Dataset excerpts
impl Config {
    /// Load configuration from file and environment variables
    pub fn load<P: AsRef<Path>>(path: P) -> Result<Self> {
        let path = path.as_ref();

        let settings = config::Config::builder()
            // Load from file if exists
            .add_source(config::File::from(path).required(false))
            // Override with environment variables (prefix SNIPER_)
            .add_source(
                config::Environment::with_prefix("SNIPER")
                    .separator("__")
                    .try_parsing(true),
            )
            .build()
            .context("Failed to build configuration")?;

        let config: Config = settings
            .try_deserialize()
            .context("Failed to deserialize configuration")?;

        // Invalid thresholds are fatal here, never at runtime
        config.validate()?;

        Ok(config)
    }

    /// Validate configuration values
    pub fn validate(&self) -> Result<()> {
        if self.feed.max_reconnect_attempts == 0 {
            anyhow::bail!("feed: max_reconnect_attempts must be at least 1");
        }

        let f = &self.filters;
        if f.min_liquidity_usd < 0.0 || f.min_liquidity_usd > f.max_liquidity_usd {
            anyhow::bail!(
                "filters: liquidity range [{}, {}] is invalid",
                f.min_liquidity_usd,
                f.max_liquidity_usd
            );
        }
        if f.min_age_secs > f.max_age_secs {
            anyhow::bail!(
                "filters: age range [{}, {}] is invalid",
                f.min_age_secs,
                f.max_age_secs
            );
        }
        if f.min_holders > f.max_holders {
            anyhow::bail!(
                "filters: holder range [{}, {}] is invalid",
                f.min_holders,
                f.max_holders
            );
        }
        if !(0.0..=100.0).contains(&f.max_top10_pct) {
            anyhow::bail!("filters: max_top10_pct must be between 0 and 100");
        }
        if f.min_volume_usd < 0.0 {
            anyhow::bail!("filters: min_volume_usd cannot be negative");
        }

        self.scoring
            .validate()
            .map_err(|e| anyhow::anyhow!("scoring: {}", e))?;

        if self.dispatch.queue_capacity == 0 {
            anyhow::bail!("dispatch: queue_capacity must be at least 1");
        }
        if self.dispatch.workers == 0 {
            anyhow::bail!("dispatch: workers must be at least 1");
        }

        let d = &self.decision;
        if d.max_concurrent_positions == 0 {
            anyhow::bail!("decision: max_concurrent_positions must be at least 1");
        }
        if d.daily_cap_sol <= 0.0 {
            anyhow::bail!("decision: daily_cap_sol must be positive");
        }
        d.modes
            .validate()
            .map_err(|e| anyhow::anyhow!("decision.modes: {}", e))?;
        d.sizing
            .validate()
            .map_err(|e| anyhow::anyhow!("decision.sizing: {}", e))?;

        self.exits
            .validate()
            .map_err(|e| anyhow::anyhow!("exits: {}", e))?;

        if self.execution.max_attempts == 0 {
            anyhow::bail!("execution: max_attempts must be at least 1");
        }
        if self.execution.submit_timeout_ms == 0 {
            anyhow::bail!("execution: submit_timeout_ms must be positive");
        }
        if self.execution.breaker_failure_threshold == 0 {
            anyhow::bail!("execution: breaker_failure_threshold must be at least 1");
        }
        if self.predictor.timeout_ms == 0 {
            anyhow::bail!("predictor: timeout_ms must be positive");
        }

        if d.auto_buy_enabled {
            tracing::warn!(
                "Auto-buy is ENABLED in {} mode: qualifying candidates execute without confirmation",
                d.mode
            );
        }

        Ok(())
    }

    /// Get configuration for display (persistence path masked to file name)
    pub fn masked_display(&self) -> String {
        let ladder: Vec<String> = self
            .exits
            .ladder
            .iter()
            .map(|l| format!("{:.0}%@{:.2}x", l.fraction * 100.0, l.multiplier))
            .collect();
        let thresholds = self.decision.modes.get(self.decision.mode);

        format!(
            r#"Configuration:
  Filters:
    liquidity: ${} - ${}
    age: {}s - {}s
    holders: {} - {}
    max_top10: {}%
    require_lp_locked: {}
    reject_honeypot: {}
    blocked_addresses: {}
  Dispatch:
    queue_capacity: {}
    workers: {}
  Decision:
    mode: {} (min_score={}, min_confidence={}, max_risk={})
    auto_buy: {}
    max_concurrent_positions: {}
    daily_cap: {} SOL
    size: {} SOL base, [{}, {}] SOL
  Exits:
    stop_loss: {:.1}%
    trailing: {:.1}% after +{:.1}%
    ladder: {}
    max_hold: {}s
    tick: {}ms
  Feed:
    max_reconnect_attempts: {}
  Execution:
    max_attempts: {}
    submit_timeout: {}ms
    breaker: opens after {} failures, {}ms recovery
  Predictor:
    enabled: {}
    timeout: {}ms
  Persistence:
    positions: {}
"#,
            self.filters.min_liquidity_usd,
            self.filters.max_liquidity_usd,
            self.filters.min_age_secs,
            self.filters.max_age_secs,
            self.filters.min_holders,
            self.filters.max_holders,
            self.filters.max_top10_pct,
            self.filters.require_lp_locked,
            self.filters.reject_honeypot,
            self.filters.blocked_addresses.len(),
            self.dispatch.queue_capacity,
            self.dispatch.workers,
            self.decision.mode,
            thresholds.min_score,
            thresholds.min_confidence,
            thresholds.max_risk,
            self.decision.auto_buy_enabled,
            self.decision.max_concurrent_positions,
            self.decision.daily_cap_sol,
            self.decision.sizing.base_size_sol,
            self.decision.sizing.min_size_sol,
            self.decision.sizing.max_size_sol,
            self.exits.stop_loss_pct * 100.0,
            self.exits.trailing_pct * 100.0,
            self.exits.trailing_activation_pct * 100.0,
            ladder.join(", "),
            self.exits.max_hold_secs,
            self.exits.tick_interval_ms,
            self.feed.max_reconnect_attempts,
            self.execution.max_attempts,
            self.execution.submit_timeout_ms,
            self.execution.breaker_failure_threshold,
            self.execution.breaker_recovery_ms,
            self.predictor.enabled,
            self.predictor.timeout_ms,
            mask_path(self.persistence.positions_path.as_deref()),
        )
    }
}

Exercise instructions.
Within the data above, the span starting at the line containing "pub fn validate(&self)" and ending at the line containing "if d.max_concurrent_positions == 0" is to be retyped exactly, with no other lines.

Exercise output.
    pub fn validate(&self) -> Result<()> {
        if self.feed.max_reconnect_attempts == 0 {
            anyhow::bail!("feed: max_reconnect_attempts must be at least 1");
        }

        let f = &self.filters;
        if f.min_liquidity_usd < 0.0 || f.min_liquidity_usd > f.max_liquidity_usd {
            anyhow::bail!(
                "filters: liquidity range [{}, {}] is invalid",
                f.min_liquidity_usd,
                f.max_liquidity_usd
            );
        }
        if f.min_age_secs > f.max_age_secs {
            anyhow::bail!(
                "filters: age range [{}, {}] is invalid",
                f.min_age_secs,
                f.max_age_secs
            );
        }
        if f.min_holders > f.max_holders {
            anyhow::bail!(
                "filters: holder range [{}, {}] is invalid",
                f.min_holders,
                f.max_holders
            );
        }
        if !(0.0..=100.0).contains(&f.max_top10_pct) {
            anyhow::bail!("filters: max_top10_pct must be between 0 and 100");
        }
        if f.min_volume_usd < 0.0 {
            anyhow::bail!("filters: min_volume_usd cannot be negative");
        }

        self.scoring
            .validate()
            .map_err(|e| anyhow::anyhow!("scoring: {}", e))?;

        if self.dispatch.queue_capacity == 0 {
            anyhow::bail!("dispatch: queue_capacity must be at least 1");
        }
        if self.dispatch.workers == 0 {
            anyhow::bail!("dispatch: workers must be at least 1");
        }

        let d = &self.decision;
        if d.max_concurrent_positions == 0 {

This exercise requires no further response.